BRIEF —
Look through the material beneath and copy each line with the word "crate".
[DATA FOR THE TASK]
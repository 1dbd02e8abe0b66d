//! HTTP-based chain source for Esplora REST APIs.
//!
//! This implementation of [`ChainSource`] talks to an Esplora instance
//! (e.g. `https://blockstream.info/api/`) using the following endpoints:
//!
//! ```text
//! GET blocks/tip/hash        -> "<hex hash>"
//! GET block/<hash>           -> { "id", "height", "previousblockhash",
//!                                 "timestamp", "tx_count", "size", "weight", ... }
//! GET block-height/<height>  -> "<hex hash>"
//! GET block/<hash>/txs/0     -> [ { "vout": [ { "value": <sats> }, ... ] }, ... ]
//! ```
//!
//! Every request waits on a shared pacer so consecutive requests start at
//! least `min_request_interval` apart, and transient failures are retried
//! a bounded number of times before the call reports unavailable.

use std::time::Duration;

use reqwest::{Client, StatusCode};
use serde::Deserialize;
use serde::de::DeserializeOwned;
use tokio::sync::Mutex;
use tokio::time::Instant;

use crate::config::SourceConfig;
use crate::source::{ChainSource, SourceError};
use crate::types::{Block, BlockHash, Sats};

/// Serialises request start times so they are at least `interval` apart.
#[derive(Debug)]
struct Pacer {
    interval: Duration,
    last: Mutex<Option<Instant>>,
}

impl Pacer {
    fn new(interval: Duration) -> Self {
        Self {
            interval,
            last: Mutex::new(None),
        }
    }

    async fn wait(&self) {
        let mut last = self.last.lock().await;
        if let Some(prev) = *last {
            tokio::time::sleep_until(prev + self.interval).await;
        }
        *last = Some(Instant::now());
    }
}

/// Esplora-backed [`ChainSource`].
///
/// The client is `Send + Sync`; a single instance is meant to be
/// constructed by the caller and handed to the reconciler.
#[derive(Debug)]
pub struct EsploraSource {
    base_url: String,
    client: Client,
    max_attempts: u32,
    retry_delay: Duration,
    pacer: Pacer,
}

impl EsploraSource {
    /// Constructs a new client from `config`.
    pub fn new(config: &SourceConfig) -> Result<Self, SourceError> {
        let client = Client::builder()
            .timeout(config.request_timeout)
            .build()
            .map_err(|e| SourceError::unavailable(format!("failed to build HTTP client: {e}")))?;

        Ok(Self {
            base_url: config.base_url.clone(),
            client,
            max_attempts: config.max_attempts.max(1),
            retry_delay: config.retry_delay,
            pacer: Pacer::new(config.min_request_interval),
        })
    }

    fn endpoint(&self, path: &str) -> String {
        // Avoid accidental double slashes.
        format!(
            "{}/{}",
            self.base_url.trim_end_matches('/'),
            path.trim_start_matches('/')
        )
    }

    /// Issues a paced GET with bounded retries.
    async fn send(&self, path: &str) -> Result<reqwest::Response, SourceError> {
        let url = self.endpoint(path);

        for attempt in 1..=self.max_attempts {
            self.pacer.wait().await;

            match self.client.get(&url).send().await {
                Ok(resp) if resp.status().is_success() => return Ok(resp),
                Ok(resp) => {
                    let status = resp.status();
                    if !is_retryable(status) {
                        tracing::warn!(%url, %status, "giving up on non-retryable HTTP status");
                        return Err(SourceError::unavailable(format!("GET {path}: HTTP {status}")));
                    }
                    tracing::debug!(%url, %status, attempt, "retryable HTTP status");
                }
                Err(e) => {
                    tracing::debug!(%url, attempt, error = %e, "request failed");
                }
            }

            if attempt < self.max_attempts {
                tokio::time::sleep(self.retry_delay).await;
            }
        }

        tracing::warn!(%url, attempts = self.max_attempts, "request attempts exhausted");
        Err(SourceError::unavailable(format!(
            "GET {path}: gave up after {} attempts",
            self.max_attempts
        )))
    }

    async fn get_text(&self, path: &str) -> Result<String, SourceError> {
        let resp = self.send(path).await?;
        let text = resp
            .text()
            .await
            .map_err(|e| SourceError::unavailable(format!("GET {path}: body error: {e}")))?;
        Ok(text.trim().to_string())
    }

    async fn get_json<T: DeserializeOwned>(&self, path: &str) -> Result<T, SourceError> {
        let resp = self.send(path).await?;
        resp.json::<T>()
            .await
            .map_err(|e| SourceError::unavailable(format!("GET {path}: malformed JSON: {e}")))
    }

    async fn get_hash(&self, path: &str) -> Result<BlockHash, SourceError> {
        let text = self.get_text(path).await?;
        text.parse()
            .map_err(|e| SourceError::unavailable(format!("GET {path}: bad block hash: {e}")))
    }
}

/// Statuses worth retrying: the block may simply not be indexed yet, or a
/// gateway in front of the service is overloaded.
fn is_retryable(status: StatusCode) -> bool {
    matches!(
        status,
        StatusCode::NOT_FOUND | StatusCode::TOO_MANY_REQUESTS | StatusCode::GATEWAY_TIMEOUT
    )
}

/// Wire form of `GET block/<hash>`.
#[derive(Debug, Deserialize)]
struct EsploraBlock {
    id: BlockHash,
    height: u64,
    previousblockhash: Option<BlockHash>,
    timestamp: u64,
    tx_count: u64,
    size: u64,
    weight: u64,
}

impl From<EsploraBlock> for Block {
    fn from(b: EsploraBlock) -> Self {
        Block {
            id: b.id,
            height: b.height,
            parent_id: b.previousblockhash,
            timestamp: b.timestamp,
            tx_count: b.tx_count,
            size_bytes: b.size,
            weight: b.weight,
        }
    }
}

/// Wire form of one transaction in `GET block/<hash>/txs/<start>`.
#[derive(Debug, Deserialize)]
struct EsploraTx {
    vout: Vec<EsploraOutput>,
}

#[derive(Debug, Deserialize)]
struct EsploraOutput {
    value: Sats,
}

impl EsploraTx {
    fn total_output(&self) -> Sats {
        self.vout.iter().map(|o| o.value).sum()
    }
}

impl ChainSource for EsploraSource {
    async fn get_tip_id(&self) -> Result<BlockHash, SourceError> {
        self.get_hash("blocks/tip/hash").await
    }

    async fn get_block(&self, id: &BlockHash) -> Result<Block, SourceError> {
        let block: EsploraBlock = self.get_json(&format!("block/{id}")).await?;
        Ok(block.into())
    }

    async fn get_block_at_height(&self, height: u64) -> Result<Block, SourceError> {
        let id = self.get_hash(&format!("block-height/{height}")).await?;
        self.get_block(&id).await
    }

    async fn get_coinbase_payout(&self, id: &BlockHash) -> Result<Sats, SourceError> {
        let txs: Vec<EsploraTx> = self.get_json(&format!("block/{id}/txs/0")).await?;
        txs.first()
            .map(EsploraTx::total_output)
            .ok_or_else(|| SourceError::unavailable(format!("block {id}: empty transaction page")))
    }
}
[/DATA FOR THE TASK]
EXERCISE RESPONSE —
use crate::config::SourceConfig;
use crate::source::{ChainSource, SourceError};
use crate::types::{Block, BlockHash, Sats};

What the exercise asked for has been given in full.